**WHAT IS EXPECTED**
Reproduce each line below without any alteration.

________

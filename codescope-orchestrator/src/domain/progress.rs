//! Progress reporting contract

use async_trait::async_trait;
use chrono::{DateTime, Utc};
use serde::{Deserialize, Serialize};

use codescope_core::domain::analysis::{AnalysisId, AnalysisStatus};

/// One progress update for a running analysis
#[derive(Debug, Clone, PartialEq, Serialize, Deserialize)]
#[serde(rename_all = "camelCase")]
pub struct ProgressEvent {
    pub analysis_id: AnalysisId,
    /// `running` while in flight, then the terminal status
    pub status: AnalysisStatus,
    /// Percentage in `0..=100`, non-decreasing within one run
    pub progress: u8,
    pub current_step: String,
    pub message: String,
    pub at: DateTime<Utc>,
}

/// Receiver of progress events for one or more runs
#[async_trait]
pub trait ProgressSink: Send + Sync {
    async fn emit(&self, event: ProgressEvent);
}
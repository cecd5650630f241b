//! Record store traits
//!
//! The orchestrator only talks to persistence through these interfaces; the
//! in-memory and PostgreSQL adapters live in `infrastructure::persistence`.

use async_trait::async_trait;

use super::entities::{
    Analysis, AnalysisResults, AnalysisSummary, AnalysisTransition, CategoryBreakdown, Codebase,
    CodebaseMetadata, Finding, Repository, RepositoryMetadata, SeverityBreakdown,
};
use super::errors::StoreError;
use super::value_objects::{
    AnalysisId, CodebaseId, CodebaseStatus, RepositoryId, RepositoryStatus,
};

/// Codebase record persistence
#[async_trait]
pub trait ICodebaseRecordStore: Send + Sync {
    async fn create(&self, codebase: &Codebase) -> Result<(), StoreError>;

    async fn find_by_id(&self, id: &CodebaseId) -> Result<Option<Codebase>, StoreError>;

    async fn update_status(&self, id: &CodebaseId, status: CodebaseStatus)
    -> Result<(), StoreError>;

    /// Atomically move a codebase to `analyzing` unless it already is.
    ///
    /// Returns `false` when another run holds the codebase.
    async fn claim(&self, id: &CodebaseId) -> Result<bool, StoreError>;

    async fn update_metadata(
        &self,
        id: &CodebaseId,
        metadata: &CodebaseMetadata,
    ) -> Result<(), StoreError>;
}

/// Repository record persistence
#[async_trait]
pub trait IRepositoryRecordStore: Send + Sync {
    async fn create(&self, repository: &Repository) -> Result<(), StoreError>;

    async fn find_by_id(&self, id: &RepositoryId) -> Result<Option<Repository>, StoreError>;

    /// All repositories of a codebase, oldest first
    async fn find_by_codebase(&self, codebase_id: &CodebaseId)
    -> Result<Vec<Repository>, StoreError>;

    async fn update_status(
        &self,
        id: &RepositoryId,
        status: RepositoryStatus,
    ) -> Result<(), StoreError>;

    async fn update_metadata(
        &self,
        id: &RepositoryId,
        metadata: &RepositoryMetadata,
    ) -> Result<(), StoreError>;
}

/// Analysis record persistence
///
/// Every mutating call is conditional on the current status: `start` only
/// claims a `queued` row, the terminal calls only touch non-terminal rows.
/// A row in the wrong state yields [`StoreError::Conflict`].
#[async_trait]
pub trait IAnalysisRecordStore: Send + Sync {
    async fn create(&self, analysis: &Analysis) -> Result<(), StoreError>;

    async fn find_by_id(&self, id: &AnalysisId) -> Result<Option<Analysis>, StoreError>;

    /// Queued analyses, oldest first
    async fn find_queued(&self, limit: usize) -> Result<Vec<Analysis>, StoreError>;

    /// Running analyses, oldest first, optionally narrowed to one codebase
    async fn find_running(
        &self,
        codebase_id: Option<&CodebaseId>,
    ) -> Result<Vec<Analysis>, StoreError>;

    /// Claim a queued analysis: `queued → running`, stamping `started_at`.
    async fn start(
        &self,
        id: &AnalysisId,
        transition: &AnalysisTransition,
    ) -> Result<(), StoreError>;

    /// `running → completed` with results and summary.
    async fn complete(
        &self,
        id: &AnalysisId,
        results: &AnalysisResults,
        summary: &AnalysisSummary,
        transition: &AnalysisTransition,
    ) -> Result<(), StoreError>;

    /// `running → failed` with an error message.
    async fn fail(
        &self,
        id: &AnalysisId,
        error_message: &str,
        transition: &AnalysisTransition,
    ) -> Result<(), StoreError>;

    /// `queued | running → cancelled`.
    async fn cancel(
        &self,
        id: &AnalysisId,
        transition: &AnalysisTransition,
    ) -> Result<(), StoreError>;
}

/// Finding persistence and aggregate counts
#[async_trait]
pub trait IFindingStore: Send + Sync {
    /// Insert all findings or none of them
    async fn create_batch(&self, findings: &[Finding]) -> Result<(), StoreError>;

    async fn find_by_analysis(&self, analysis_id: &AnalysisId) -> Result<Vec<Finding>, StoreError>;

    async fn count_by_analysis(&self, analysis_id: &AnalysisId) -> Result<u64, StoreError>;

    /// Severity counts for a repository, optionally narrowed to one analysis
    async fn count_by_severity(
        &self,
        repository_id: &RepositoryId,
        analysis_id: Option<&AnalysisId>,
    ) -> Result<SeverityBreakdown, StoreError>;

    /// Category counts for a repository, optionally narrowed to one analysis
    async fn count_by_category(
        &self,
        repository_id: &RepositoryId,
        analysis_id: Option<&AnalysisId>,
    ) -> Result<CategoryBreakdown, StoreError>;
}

________

**EXERCISE RESULT**
filename codescope-orchestrator/src/domain/progress.rs
//! Progress reporting contract

use async_trait::async_trait;
use chrono::{DateTime, Utc};
use serde::{Deserialize, Serialize};

use codescope_core::domain::analysis::{AnalysisId, AnalysisStatus};

/// One progress update for a running analysis
#[derive(Debug, Clone, PartialEq, Serialize, Deserialize)]
#[serde(rename_all = "camelCase")]
pub struct ProgressEvent {
    pub analysis_id: AnalysisId,
    /// `running` while in flight, then the terminal status
    pub status: AnalysisStatus,
    /// Percentage in `0..=100`, non-decreasing within one run
    pub progress: u8,
    pub current_step: String,
    pub message: String,
    pub at: DateTime<Utc>,
}

/// Receiver of progress events for one or more runs
#[async_trait]
pub trait ProgressSink: Send + Sync {
    async fn emit(&self, event: ProgressEvent);
}
repository cecd5650630f241b
//! Record store traits
//!
//! The orchestrator only talks to persistence through these interfaces; the
//! in-memory and PostgreSQL adapters live in `infrastructure::persistence`.

use async_trait::async_trait;

use super::entities::{
    Analysis, AnalysisResults, AnalysisSummary, AnalysisTransition, CategoryBreakdown, Codebase,
    CodebaseMetadata, Finding, Repository, RepositoryMetadata, SeverityBreakdown,
};
use super::errors::StoreError;
use super::value_objects::{
    AnalysisId, CodebaseId, CodebaseStatus, RepositoryId, RepositoryStatus,
};

/// Codebase record persistence
#[async_trait]
pub trait ICodebaseRecordStore: Send + Sync {
    async fn create(&self, codebase: &Codebase) -> Result<(), StoreError>;

    async fn find_by_id(&self, id: &CodebaseId) -> Result<Option<Codebase>, StoreError>;

    async fn update_status(&self, id: &CodebaseId, status: CodebaseStatus)
    -> Result<(), StoreError>;

    /// Atomically move a codebase to `analyzing` unless it already is.
    ///
    /// Returns `false` when another run holds the codebase.
    async fn claim(&self, id: &CodebaseId) -> Result<bool, StoreError>;

    async fn update_metadata(
        &self,
        id: &CodebaseId,
        metadata: &CodebaseMetadata,
    ) -> Result<(), StoreError>;
}

/// Repository record persistence
#[async_trait]
pub trait IRepositoryRecordStore: Send + Sync {
    async fn create(&self, repository: &Repository) -> Result<(), StoreError>;

    async fn find_by_id(&self, id: &RepositoryId) -> Result<Option<Repository>, StoreError>;

    /// All repositories of a codebase, oldest first
    async fn find_by_codebase(&self, codebase_id: &CodebaseId)
    -> Result<Vec<Repository>, StoreError>;

    async fn update_status(
        &self,
        id: &RepositoryId,
        status: RepositoryStatus,
    ) -> Result<(), StoreError>;

    async fn update_metadata(
        &self,
        id: &RepositoryId,
        metadata: &RepositoryMetadata,
    ) -> Result<(), StoreError>;
}

/// Analysis record persistence
///
/// Every mutating call is conditional on the current status: `start` only
/// claims a `queued` row, the terminal calls only touch non-terminal rows.
/// A row in the wrong state yields [`StoreError::Conflict`].
#[async_trait]
pub trait IAnalysisRecordStore: Send + Sync {
    async fn create(&self, analysis: &Analysis) -> Result<(), StoreError>;

    async fn find_by_id(&self, id: &AnalysisId) -> Result<Option<Analysis>, StoreError>;

    /// Queued analyses, oldest first
    async fn find_queued(&self, limit: usize) -> Result<Vec<Analysis>, StoreError>;

    /// Running analyses, oldest first, optionally narrowed to one codebase
    async fn find_running(
        &self,
        codebase_id: Option<&CodebaseId>,
    ) -> Result<Vec<Analysis>, StoreError>;

    /// Claim a queued analysis: `queued → running`, stamping `started_at`.
    async fn start(
        &self,
        id: &AnalysisId,
        transition: &AnalysisTransition,
    ) -> Result<(), StoreError>;

    /// `running → completed` with results and summary.
    async fn complete(
        &self,
        id: &AnalysisId,
        results: &AnalysisResults,
        summary: &AnalysisSummary,
        transition: &AnalysisTransition,
    ) -> Result<(), StoreError>;

    /// `running → failed` with an error message.
    async fn fail(
        &self,
        id: &AnalysisId,
        error_message: &str,
        transition: &AnalysisTransition,
    ) -> Result<(), StoreError>;

    /// `queued | running → cancelled`.
    async fn cancel(
        &self,
        id: &AnalysisId,
        transition: &AnalysisTransition,
    ) -> Result<(), StoreError>;
}

/// Finding persistence and aggregate counts
#[async_trait]
pub trait IFindingStore: Send + Sync {
    /// Insert all findings or none of them
    async fn create_batch(&self, findings: &[Finding]) -> Result<(), StoreError>;

    async fn find_by_analysis(&self, analysis_id: &AnalysisId) -> Result<Vec<Finding>, StoreError>;

    async fn count_by_analysis(&self, analysis_id: &AnalysisId) -> Result<u64, StoreError>;

    /// Severity counts for a repository, optionally narrowed to one analysis
    async fn count_by_severity(
        &self,
        repository_id: &RepositoryId,
        analysis_id: Option<&AnalysisId>,
    ) -> Result<SeverityBreakdown, StoreError>;

    /// Category counts for a repository, optionally narrowed to one analysis
    async fn count_by_category(
        &self,
        repository_id: &RepositoryId,
        analysis_id: Option<&AnalysisId>,
    ) -> Result<CategoryBreakdown, StoreError>;
}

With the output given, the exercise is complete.